Many archaea live in hostile environments, from salt lakes to acidic hot springs, but they can be very difficult to grow and study in the laboratory. We teamed up with Chad Saltikov (METX of UCSC), Sorel Fitz-Gibbon (UCLA) and Christopher House (Pennsylvania State University), with the support of Joint Genome Institute, to sequence five closely-related heat-loving archaea (Pyrobaculum arsenaticum, Pyrobaculum calidifontis, Pyrobaculum islandicum, Thermoproteus neutrophilus, and Caldivirga maquilingensis) found in various hot springs from Iceland to the Philippines. These species belong to a unique group of archaea that can use sulfur compounds and toxic metals such as arsenic and selenium to power their cells. They use these compounds in much the same way that human cells use oxygen. These genomes are currently available at the UCSC Archaeal Genome Browser.
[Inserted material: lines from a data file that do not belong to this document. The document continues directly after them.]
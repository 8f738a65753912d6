use serde::{Deserialize, Serialize};

use super::coordinates::Coordinates;

/// Anything that can be listed, searched and put on the map.
pub trait Place {
    fn id(&self) -> i64;
    fn name(&self) -> &str;
    fn raw_coords(&self) -> &str;

    fn coordinates(&self) -> Option<Coordinates> {
        Coordinates::parse(self.raw_coords())
    }

    /// Text fields covered by catalog search.
    fn search_fields(&self) -> Vec<&str>;
}

/// Monastery record from `/data/monastery.json`.
#[derive(Clone, PartialEq, Serialize, Deserialize, Debug)]
pub struct PointOfInterest {
    pub id: i64,
    #[serde(default)]
    pub name: String,
    #[serde(rename = "coords", default)]
    pub coordinates: String,
    #[serde(rename = "map_url", default)]
    pub map_url: String,
    #[serde(rename = "embed_link", default)]
    pub embed_html: String,
    #[serde(rename = "s_desc", default)]
    pub short_description: String,
    #[serde(rename = "l_desc", default)]
    pub long_description: String,
    #[serde(default)]
    pub booking: Option<String>,
}

impl PointOfInterest {
    /// True when the record carries an embedded 360° viewer.
    pub fn has_embed(&self) -> bool {
        self.embed_html.to_ascii_lowercase().contains("<iframe")
    }

    /// Blank names or coordinates cannot be listed or mapped.
    pub fn is_listable(&self) -> bool {
        !self.name.trim().is_empty() && !self.coordinates.trim().is_empty()
    }
}

impl Place for PointOfInterest {
    fn id(&self) -> i64 {
        self.id
    }

    fn name(&self) -> &str {
        &self.name
    }

    fn raw_coords(&self) -> &str {
        &self.coordinates
    }

    fn search_fields(&self) -> Vec<&str> {
        vec![&self.name, &self.short_description, &self.long_description]
    }
}

/// Archive or service record. Both collections share one shape.
#[derive(Clone, PartialEq, Serialize, Deserialize, Debug)]
pub struct SiteRecord {
    pub id: i64,
    #[serde(default)]
    pub name: String,
    #[serde(rename = "coords", default)]
    pub coordinates: String,
    #[serde(rename = "l_desc", default)]
    pub long_description: String,
    #[serde(rename = "s_desc", default)]
    pub short_description: String,
    #[serde(rename = "desc", default)]
    pub description: String,
    #[serde(rename = "map_url", default)]
    pub map_url: String,
}

impl SiteRecord {
    /// Best available text for popups and list rows.
    pub fn summary(&self) -> &str {
        [&self.short_description, &self.description, &self.long_description]
            .into_iter()
            .find(|s| !s.trim().is_empty())
            .map(String::as_str)
            .unwrap_or("")
    }
}

impl Place for SiteRecord {
    fn id(&self) -> i64 {
        self.id
    }

    fn name(&self) -> &str {
        &self.name
    }

    fn raw_coords(&self) -> &str {
        &self.coordinates
    }

    fn search_fields(&self) -> Vec<&str> {
        vec![
            &self.name,
            &self.short_description,
            &self.long_description,
            &self.description,
        ]
    }
}

/// Case-insensitive substring match over a place's searchable text.
/// An empty query matches everything.
pub fn matches_query(place: &dyn Place, query: &str) -> bool {
    let needle = query.trim().to_lowercase();
    if needle.is_empty() {
        return true;
    }
    place
        .search_fields()
        .iter()
        .any(|field| field.to_lowercase().contains(&needle))
}

#[cfg(test)]
mod tests {
    use super::*;

    fn poi_json() -> &'static str {
        r#"{"id":9,"name":"Rumtek Monastery East Sikkim","coords":"27.313,88.605",
            "map_url":"https://maps.example/rumtek","embed_link":"<IFRAME src='x'></IFRAME>",
            "s_desc":"Seat of the Karmapa","l_desc":"Long text"}"#
    }

    #[test]
    fn deserializes_wire_names() {
        let poi: PointOfInterest = serde_json::from_str(poi_json()).unwrap();
        assert_eq!(poi.id, 9);
        assert_eq!(poi.coordinates, "27.313,88.605");
        assert_eq!(poi.short_description, "Seat of the Karmapa");
        assert!(poi.booking.is_none());
        assert!(poi.has_embed());
    }

    #[test]
    fn site_record_defaults_optional_fields() {
        let site: SiteRecord =
            serde_json::from_str(
                r#"{"id":1,"name":"State Library","coords":"27.33,88.61","desc":"Books"}"#,
            )
            .unwrap();
        assert_eq!(site.long_description, "");
        assert_eq!(site.summary(), "Books");
    }

    #[test]
    fn blank_name_is_not_listable() {
        let mut poi: PointOfInterest = serde_json::from_str(poi_json()).unwrap();
        assert!(poi.is_listable());
        poi.name = "   ".into();
        assert!(!poi.is_listable());
    }

    #[test]
    fn query_matches_any_field() {
        let poi: PointOfInterest = serde_json::from_str(poi_json()).unwrap();
        assert!(matches_query(&poi, "karmapa"));
        assert!(matches_query(&poi, "  "));
        assert!(!matches_query(&poi, "pemayangtse"));
    }
}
The mixture of eukaryotic and bacterial features in transcription and translation mechanisms also prompts the interest of better understanding the transcription unit structure in archaea. Existing computational algorithms for operon predictions are tailored and validated largely with bacterial training data, which may not be well applicable to archaea. Previous studies on archaeal transcriptional and translational signals limited the analyzed region and focused only on a small portion of genes in a genome. We extended the search area and identified promoters and Shine-Dalgarno motifs in 46 archaeal genomes. Besides recognizing the general patterns of transcript structure in these genomes, the analyzed results revealed that the domination of leadered and leaderless transcripts are equally spread in Crenarchaeota and Euryarchaeota, the two main archaeal phyla. We also identified and experimentally verified internal promoters within upstream coding regions, and uncovered Shine-Dalgarno-less leadered transcripts in Pyrococcus furiosus. These findings suggest the complexity of archaeal transcription units and serve as a base for novel gene finding including the elusive Pyrobaculum RNase P, and permuted and recently split tRNAs in archaea.

Hyperthermophilic crenarchaea in the genus Pyrobaculum are notable for respiratory versatility, but relatively little is known about the genetics or regulation of crenarchaeal respiratory pathways. We measured global gene expression in Pyrobaculum aerophilum cultured with oxygen, nitrate, arsenate and ferric iron as terminal electron acceptors to identify transcriptional patterns that differentiate these pathways. We also compared genome sequences for four closely related species with diverse respiratory characteristics (Pyrobaculum arsenaticum, Pyrobaculum calidifontis, Pyrobaculum islandicum, and Thermoproteus neutrophilus) to identify genes associated with different respiratory capabilities. Specific patterns of gene expression in P. aerophilum were associated with aerobic respiration, nitrate respiration, arsenate respiration, and anoxia. Functional predictions based on these patterns include separate cytochrome oxidases for aerobic growth and oxygen scavenging, a nitric oxide-responsive transcriptional regulator, a multicopper oxidase involved in denitrification, and an archaeal arsenate respiratory reductase. We were unable to identify specific genes for iron respiration, but P. aerophilum exhibited repressive transcriptional responses to iron remarkably similar to those controlled by the ferric uptake regulator in bacteria. Together, these analyses present a genome-scale view of crenarchaeal respiratory flexibility and support a large number of functional and regulatory predictions for further investigation.